From the Embassy we coasted downhill and past a Starbucks, the first western chain store that I had seen in the Middle East. We crawled through the thick traffic of Beirut and into the fashionable Hamra district, where I was planning on staying for my last night in town. Hamra had become the focal point of Beirut during the Civil War because downtown was the scene of so much bloody struggle between the various militias, the various governments, the Syrians, the UN, and the PLO. Nasser dropped me near a place that he had stayed in before and recommended, and we parted with the traditional two air kisses by the other's ears. I was, as with Travolta and Kemal, sad to see him go. As he pulled away, it began to rain and I slogged through the streets of Hamra with no particular purpose in mind.

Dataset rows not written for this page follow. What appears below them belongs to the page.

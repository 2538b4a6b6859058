//! Transport layer for content system requests
//!
//! The manifest engine talks to the network only through [`ContentFetcher`].
//! [`HttpTransport`] is the reqwest-backed implementation; tests and callers
//! with their own HTTP stack can supply another one.

use async_trait::async_trait;
use bytes::Bytes;
use gogcs_formats::document::inflate;
use reqwest::header::RETRY_AFTER;
use reqwest::{Client, ClientBuilder, StatusCode};
use std::sync::{Arc, Once};
use std::time::Duration;

use crate::config::ClientConfig;
use crate::error::{ProtocolError, Result};
use crate::retry::RetryPolicy;

/// Install the process-wide rustls crypto provider
///
/// reqwest is built without a bundled provider; every client constructor
/// calls this first. Installing twice is harmless.
pub fn ensure_crypto_provider() {
    static INSTALL: Once = Once::new();
    INSTALL.call_once(|| {
        let _ = rustls::crypto::ring::default_provider().install_default();
    });
}

/// Authenticated fetch operations the engine depends on
#[async_trait]
pub trait ContentFetcher: Send + Sync {
    /// GET a URL and return the raw body
    async fn fetch_bytes(&self, url: &str) -> Result<Bytes>;

    /// GET a URL and decode the body as UTF-8
    async fn fetch_text(&self, url: &str) -> Result<String> {
        let body = self.fetch_bytes(url).await?;
        Ok(String::from_utf8(body.to_vec())?)
    }

    /// GET a JSON document, zlib-inflating the body first when `compressed`
    async fn fetch_document(&self, url: &str, compressed: bool) -> Result<Bytes> {
        let body = self.fetch_bytes(url).await?;
        if compressed {
            Ok(Bytes::from(inflate(&body)?))
        } else {
            Ok(body)
        }
    }
}

/// HTTP client with connection pooling
///
/// Clones share one connection pool.
#[derive(Clone)]
pub struct HttpClient {
    client: Arc<Client>,
}

impl HttpClient {
    /// Create a client with custom configuration
    pub fn with_config(config: &HttpConfig) -> Result<Self> {
        ensure_crypto_provider();

        let client = ClientBuilder::new()
            .pool_idle_timeout(config.pool_idle_timeout)
            .pool_max_idle_per_host(config.pool_max_idle_per_host)
            .timeout(config.timeout)
            .connect_timeout(config.connect_timeout)
            .tcp_nodelay(true)
            .tcp_keepalive(config.tcp_keepalive)
            .http2_adaptive_window(true)
            .gzip(true)
            .deflate(true)
            .redirect(reqwest::redirect::Policy::limited(5))
            .user_agent(config.user_agent.as_str())
            .build()?;

        Ok(Self {
            client: Arc::new(client),
        })
    }

    /// Get the underlying reqwest client
    pub fn inner(&self) -> &Client {
        &self.client
    }
}

/// HTTP client configuration
#[derive(Debug, Clone)]
pub struct HttpConfig {
    /// Connection pool idle timeout
    pub pool_idle_timeout: Duration,

    /// Maximum idle connections per host
    pub pool_max_idle_per_host: usize,

    /// Request timeout
    pub timeout: Duration,

    /// Connection timeout
    pub connect_timeout: Duration,

    /// TCP keep-alive duration
    pub tcp_keepalive: Option<Duration>,

    /// User agent
    pub user_agent: String,
}

impl Default for HttpConfig {
    fn default() -> Self {
        Self::from(&ClientConfig::default())
    }
}

impl From<&ClientConfig> for HttpConfig {
    fn from(config: &ClientConfig) -> Self {
        Self {
            pool_idle_timeout: Duration::from_secs(30),
            // Chunk fan-out hits one CDN host hard
            pool_max_idle_per_host: 16,
            timeout: config.request_timeout,
            connect_timeout: config.connect_timeout,
            tcp_keepalive: Some(Duration::from_secs(60)),
            user_agent: config.user_agent.clone(),
        }
    }
}

/// reqwest-backed [`ContentFetcher`] with bearer authentication and retries
pub struct HttpTransport {
    client: HttpClient,
    access_token: Option<String>,
    retry_policy: RetryPolicy,
}

impl HttpTransport {
    /// Create a transport from client configuration
    pub fn new(config: &ClientConfig) -> Result<Self> {
        Ok(Self {
            client: HttpClient::with_config(&HttpConfig::from(config))?,
            access_token: config.access_token.clone(),
            retry_policy: config.retry_policy.clone(),
        })
    }

    /// Create a transport around an existing client
    ///
    /// Transports built from clones of one [`HttpClient`] share its pool,
    /// e.g. when each carries a different account's token.
    pub fn with_client(
        client: HttpClient,
        access_token: Option<String>,
        retry_policy: RetryPolicy,
    ) -> Self {
        Self {
            client,
            access_token,
            retry_policy,
        }
    }

    async fn get_once(&self, url: &str) -> Result<Bytes> {
        tracing::debug!("GET {}", url);

        let mut request = self.client.inner().get(url);
        if let Some(token) = &self.access_token {
            request = request.bearer_auth(token);
        }

        let response = request.send().await?;

        match response.status() {
            status if status.is_success() => Ok(response.bytes().await?),
            StatusCode::TOO_MANY_REQUESTS => {
                let retry_after = response
                    .headers()
                    .get(RETRY_AFTER)
                    .and_then(|value| value.to_str().ok())
                    .and_then(|value| value.trim().parse().ok())
                    .map(Duration::from_secs);
                Err(ProtocolError::RateLimited { retry_after })
            }
            StatusCode::SERVICE_UNAVAILABLE => Err(ProtocolError::ServiceUnavailable),
            status if status.is_server_error() => Err(ProtocolError::ServerError(status)),
            status => Err(ProtocolError::HttpStatus(status)),
        }
    }
}

#[async_trait]
impl ContentFetcher for HttpTransport {
    async fn fetch_bytes(&self, url: &str) -> Result<Bytes> {
        self.retry_policy.execute(|| self.get_once(url)).await
    }
}

#[cfg(test)]
#[allow(clippy::expect_used, clippy::unwrap_used)]
mod tests {
    use super::*;
    use std::io::Write;
    use wiremock::matchers::{header, method, path};
    use wiremock::{Mock, MockServer, ResponseTemplate};

    fn transport(server: &MockServer, token: Option<&str>, retries: u32) -> HttpTransport {
        let mut config = ClientConfig::default().with_base_url(&server.uri());
        config.access_token = token.map(str::to_string);
        config.retry_policy = RetryPolicy {
            max_attempts: retries,
            initial_backoff: Duration::from_millis(1),
            max_backoff: Duration::from_millis(5),
            multiplier: 2.0,
            jitter: false,
        };
        HttpTransport::new(&config).expect("Operation should succeed")
    }

    #[tokio::test]
    async fn test_transports_share_client() {
        let server = MockServer::start().await;
        Mock::given(method("GET"))
            .and(path("/doc"))
            .and(header("authorization", "Bearer first"))
            .respond_with(ResponseTemplate::new(200).set_body_string("one"))
            .expect(1)
            .mount(&server)
            .await;
        Mock::given(method("GET"))
            .and(path("/doc"))
            .and(header("authorization", "Bearer second"))
            .respond_with(ResponseTemplate::new(200).set_body_string("two"))
            .expect(1)
            .mount(&server)
            .await;

        let client = HttpClient::with_config(&HttpConfig::default()).expect("Operation should succeed");
        let first = HttpTransport::with_client(client.clone(), Some("first".into()), RetryPolicy::none());
        let second = HttpTransport::with_client(client, Some("second".into()), RetryPolicy::none());
        assert!(Arc::ptr_eq(&first.client.client, &second.client.client));

        let url = format!("{}/doc", server.uri());
        assert_eq!(first.fetch_text(&url).await.unwrap(), "one");
        assert_eq!(second.fetch_text(&url).await.unwrap(), "two");
    }

    #[tokio::test]
    async fn test_bearer_token_is_sent() {
        let server = MockServer::start().await;
        Mock::given(method("GET"))
            .and(path("/doc"))
            .and(header("authorization", "Bearer secret"))
            .respond_with(ResponseTemplate::new(200).set_body_string("ok"))
            .expect(1)
            .mount(&server)
            .await;

        let transport = transport(&server, Some("secret"), 0);
        let text = transport
            .fetch_text(&format!("{}/doc", server.uri()))
            .await
            .expect("Operation should succeed");
        assert_eq!(text, "ok");
    }

    #[tokio::test]
    async fn test_fetch_compressed_document() {
        let server = MockServer::start().await;
        let mut encoder =
            flate2::write::ZlibEncoder::new(Vec::new(), flate2::Compression::default());
        encoder
            .write_all(br#"{"version": 2}"#)
            .expect("Operation should succeed");
        let body = encoder.finish().expect("Operation should succeed");

        Mock::given(method("GET"))
            .and(path("/meta/ab/cd/abcd"))
            .respond_with(ResponseTemplate::new(200).set_body_bytes(body))
            .mount(&server)
            .await;

        let transport = transport(&server, None, 0);
        let doc = transport
            .fetch_document(&format!("{}/meta/ab/cd/abcd", server.uri()), true)
            .await
            .expect("Operation should succeed");
        assert_eq!(&doc[..], br#"{"version": 2}"#);
    }

    #[tokio::test]
    async fn test_status_mapping() {
        let server = MockServer::start().await;
        Mock::given(method("GET"))
            .and(path("/missing"))
            .respond_with(ResponseTemplate::new(404))
            .mount(&server)
            .await;
        Mock::given(method("GET"))
            .and(path("/limited"))
            .respond_with(ResponseTemplate::new(429).insert_header("Retry-After", "7"))
            .mount(&server)
            .await;

        let transport = transport(&server, None, 0);
        assert!(matches!(
            transport.fetch_bytes(&format!("{}/missing", server.uri())).await,
            Err(ProtocolError::HttpStatus(StatusCode::NOT_FOUND))
        ));

        let err = transport
            .fetch_bytes(&format!("{}/limited", server.uri()))
            .await
            .expect_err("Test operation should fail");
        assert_eq!(err.retry_after_hint(), Some(Duration::from_secs(7)));
    }

    #[tokio::test]
    async fn test_server_errors_are_retried() {
        let server = MockServer::start().await;
        Mock::given(method("GET"))
            .and(path("/flaky"))
            .respond_with(ResponseTemplate::new(502))
            .expect(3)
            .mount(&server)
            .await;

        let transport = transport(&server, None, 2);
        assert!(matches!(
            transport.fetch_bytes(&format!("{}/flaky", server.uri())).await,
            Err(ProtocolError::ServerError(StatusCode::BAD_GATEWAY))
        ));
    }

    #[tokio::test]
    async fn test_client_errors_are_not_retried() {
        let server = MockServer::start().await;
        Mock::given(method("GET"))
            .and(path("/forbidden"))
            .respond_with(ResponseTemplate::new(403))
            .expect(1)
            .mount(&server)
            .await;

        let transport = transport(&server, None, 3);
        assert!(transport
            .fetch_bytes(&format!("{}/forbidden", server.uri()))
            .await
            .is_err());
    }
}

My guidebook mentioned that a place called the Mayflower was popular with expats and had a nice bar, so after getting thoroughly soaked, I found the hotel and checked in for the rate of $40 a night. Posh and modern, the Mayflower was nice but had little other than cleanliness to recommend it. I would have been just as happy in Tallals. I arranged for a 5 am taxi ride to the airport and then set out to see something of Beirut, now that the rain had stopped. The American University was close by and, not surprisingly, the district had the feel of any other university district in a large US city. I sat in an internet cafe for an hour wading through almost 500 email messages, mostly unimportant, and drinking coffee before walking some more. I returned to the hotel and went down to the pub, but found it mostly empty. Beer was expensive, and they had a very limited menu of food. That was fine with me, as it would give me a chance to get a last shawarma before leaving. All I found was a truly awful lamb one for about three times the price as anywhere else. I bought a few cans of beer from a liquor store and then retired to my room to watch television and think about the future. My trip was over the moment Nasser and I parted ways, I realized. I sipped beer and tried to gain some sort of perspective on the last three weeks, but couldn't find any. At this point, I could have been anywhere in the world, locked up safe and sound in the security of a throughly western hotel, watching satellite television. And so I sipped beer and waited for 5 am to come about.